• [Records shown]:
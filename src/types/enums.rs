//! Enumeration types for the booking engine
//!
//! Room categories, derived room statuses, reservation lifecycle states and
//! ledger transaction causes.

use crate::types::ReservationId;
use serde::{Deserialize, Serialize};
use std::fmt;
use std::str::FromStr;

/// Category of a bookable room
#[derive(Debug, Clone, Copy, PartialEq, Eq, PartialOrd, Ord, Hash, Serialize, Deserialize)]
pub enum RoomCategory {
    /// Premium rooms with top-end hardware
    Vip,
    /// Standard gaming rooms
    Standard,
    /// Virtual reality zones
    Vr,
}

impl RoomCategory {
    /// All categories, in catalog display order
    pub const ALL: [RoomCategory; 3] =
        [RoomCategory::Vip, RoomCategory::Standard, RoomCategory::Vr];
}

impl fmt::Display for RoomCategory {
    fn fmt(&self, f: &mut fmt::Formatter<'_>) -> fmt::Result {
        match self {
            RoomCategory::Vip => write!(f, "VIP"),
            RoomCategory::Standard => write!(f, "Standard"),
            RoomCategory::Vr => write!(f, "VR"),
        }
    }
}

impl FromStr for RoomCategory {
    type Err = String;

    fn from_str(s: &str) -> Result<Self, Self::Err> {
        match s.to_lowercase().as_str() {
            "vip" => Ok(RoomCategory::Vip),
            "standard" | "std" => Ok(RoomCategory::Standard),
            "vr" => Ok(RoomCategory::Vr),
            _ => Err(format!("Unknown room category: {}", s)),
        }
    }
}

/// Current status of a room, derived from the active reservation set
///
/// Maintenance is operator-set and overrides every other state.
#[derive(Debug, Clone, Copy, PartialEq, Eq, Hash, Serialize, Deserialize)]
pub enum RoomStatus {
    /// No confirmed reservation touches the room
    Free,
    /// A confirmed reservation exists but none covers the current instant
    Reserved,
    /// A confirmed reservation covers the current instant
    Occupied,
    /// Taken out of service by an operator
    Maintenance,
}

impl fmt::Display for RoomStatus {
    fn fmt(&self, f: &mut fmt::Formatter<'_>) -> fmt::Result {
        match self {
            RoomStatus::Free => write!(f, "Free"),
            RoomStatus::Reserved => write!(f, "Reserved"),
            RoomStatus::Occupied => write!(f, "Occupied"),
            RoomStatus::Maintenance => write!(f, "Maintenance"),
        }
    }
}

impl FromStr for RoomStatus {
    type Err = String;

    fn from_str(s: &str) -> Result<Self, Self::Err> {
        match s.to_lowercase().as_str() {
            "free" => Ok(RoomStatus::Free),
            "reserved" => Ok(RoomStatus::Reserved),
            "occupied" => Ok(RoomStatus::Occupied),
            "maintenance" => Ok(RoomStatus::Maintenance),
            _ => Err(format!("Unknown room status: {}", s)),
        }
    }
}

/// Lifecycle state of a reservation
#[derive(Debug, Clone, Copy, PartialEq, Eq, Hash, Serialize, Deserialize)]
pub enum ReservationStatus {
    /// Booked and paid; the slot is held
    Confirmed,
    /// The reserved window has fully elapsed
    Completed,
    /// Cancelled before the session; the slot is released
    Cancelled,
}

impl fmt::Display for ReservationStatus {
    fn fmt(&self, f: &mut fmt::Formatter<'_>) -> fmt::Result {
        match self {
            ReservationStatus::Confirmed => write!(f, "Confirmed"),
            ReservationStatus::Completed => write!(f, "Completed"),
            ReservationStatus::Cancelled => write!(f, "Cancelled"),
        }
    }
}

/// Cause attached to every ledger mutation, for auditability
#[derive(Debug, Clone, PartialEq, Eq, Serialize, Deserialize)]
pub enum TxCause {
    /// Opening credit when the account is created
    OpeningBalance,
    /// Member top-up
    TopUp,
    /// Charge for a confirmed reservation
    ReservationCharge(ReservationId),
    /// Refund for a cancelled (or rolled-back) reservation
    ReservationRefund(ReservationId),
}

impl fmt::Display for TxCause {
    fn fmt(&self, f: &mut fmt::Formatter<'_>) -> fmt::Result {
        match self {
            TxCause::OpeningBalance => write!(f, "opening balance"),
            TxCause::TopUp => write!(f, "top-up"),
            TxCause::ReservationCharge(id) => write!(f, "charge for {}", id),
            TxCause::ReservationRefund(id) => write!(f, "refund for {}", id),
        }
    }
}

#[cfg(test)]
mod tests {
    use super::*;

    #[test]
    fn test_room_category_display_and_parse() {
        assert_eq!(RoomCategory::Vip.to_string(), "VIP");
        assert_eq!(RoomCategory::Standard.to_string(), "Standard");
        assert_eq!(RoomCategory::Vr.to_string(), "VR");

        assert_eq!("vip".parse::<RoomCategory>().unwrap(), RoomCategory::Vip);
        assert_eq!("std".parse::<RoomCategory>().unwrap(), RoomCategory::Standard);
        assert_eq!("VR".parse::<RoomCategory>().unwrap(), RoomCategory::Vr);
        assert!("arcade".parse::<RoomCategory>().is_err());
    }

    #[test]
    fn test_room_status_parse() {
        assert_eq!("free".parse::<RoomStatus>().unwrap(), RoomStatus::Free);
        assert_eq!("Maintenance".parse::<RoomStatus>().unwrap(), RoomStatus::Maintenance);
        assert!("broken".parse::<RoomStatus>().is_err());
    }

    #[test]
    fn test_reservation_status_display() {
        assert_eq!(ReservationStatus::Confirmed.to_string(), "Confirmed");
        assert_eq!(ReservationStatus::Completed.to_string(), "Completed");
        assert_eq!(ReservationStatus::Cancelled.to_string(), "Cancelled");
    }

    #[test]
    fn test_tx_cause_display() {
        let id = ReservationId::new();
        assert_eq!(TxCause::TopUp.to_string(), "top-up");
        assert!(TxCause::ReservationCharge(id).to_string().contains("RES_"));
        assert!(TxCause::ReservationRefund(id).to_string().starts_with("refund"));
    }

    #[test]
    fn test_enum_serialization() {
        let json = serde_json::to_string(&RoomCategory::Vr).unwrap();
        let back: RoomCategory = serde_json::from_str(&json).unwrap();
        assert_eq!(back, RoomCategory::Vr);

        let json = serde_json::to_string(&ReservationStatus::Cancelled).unwrap();
        let back: ReservationStatus = serde_json::from_str(&json).unwrap();
        assert_eq!(back, ReservationStatus::Cancelled);
    }
}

• [Task goal]: Copy every line in the records above that contains the word "Serialize".

• [Reply]:
use serde::{Deserialize, Serialize};
#[derive(Debug, Clone, Copy, PartialEq, Eq, PartialOrd, Ord, Hash, Serialize, Deserialize)]
#[derive(Debug, Clone, Copy, PartialEq, Eq, Hash, Serialize, Deserialize)]
#[derive(Debug, Clone, Copy, PartialEq, Eq, Hash, Serialize, Deserialize)]
#[derive(Debug, Clone, PartialEq, Eq, Serialize, Deserialize)]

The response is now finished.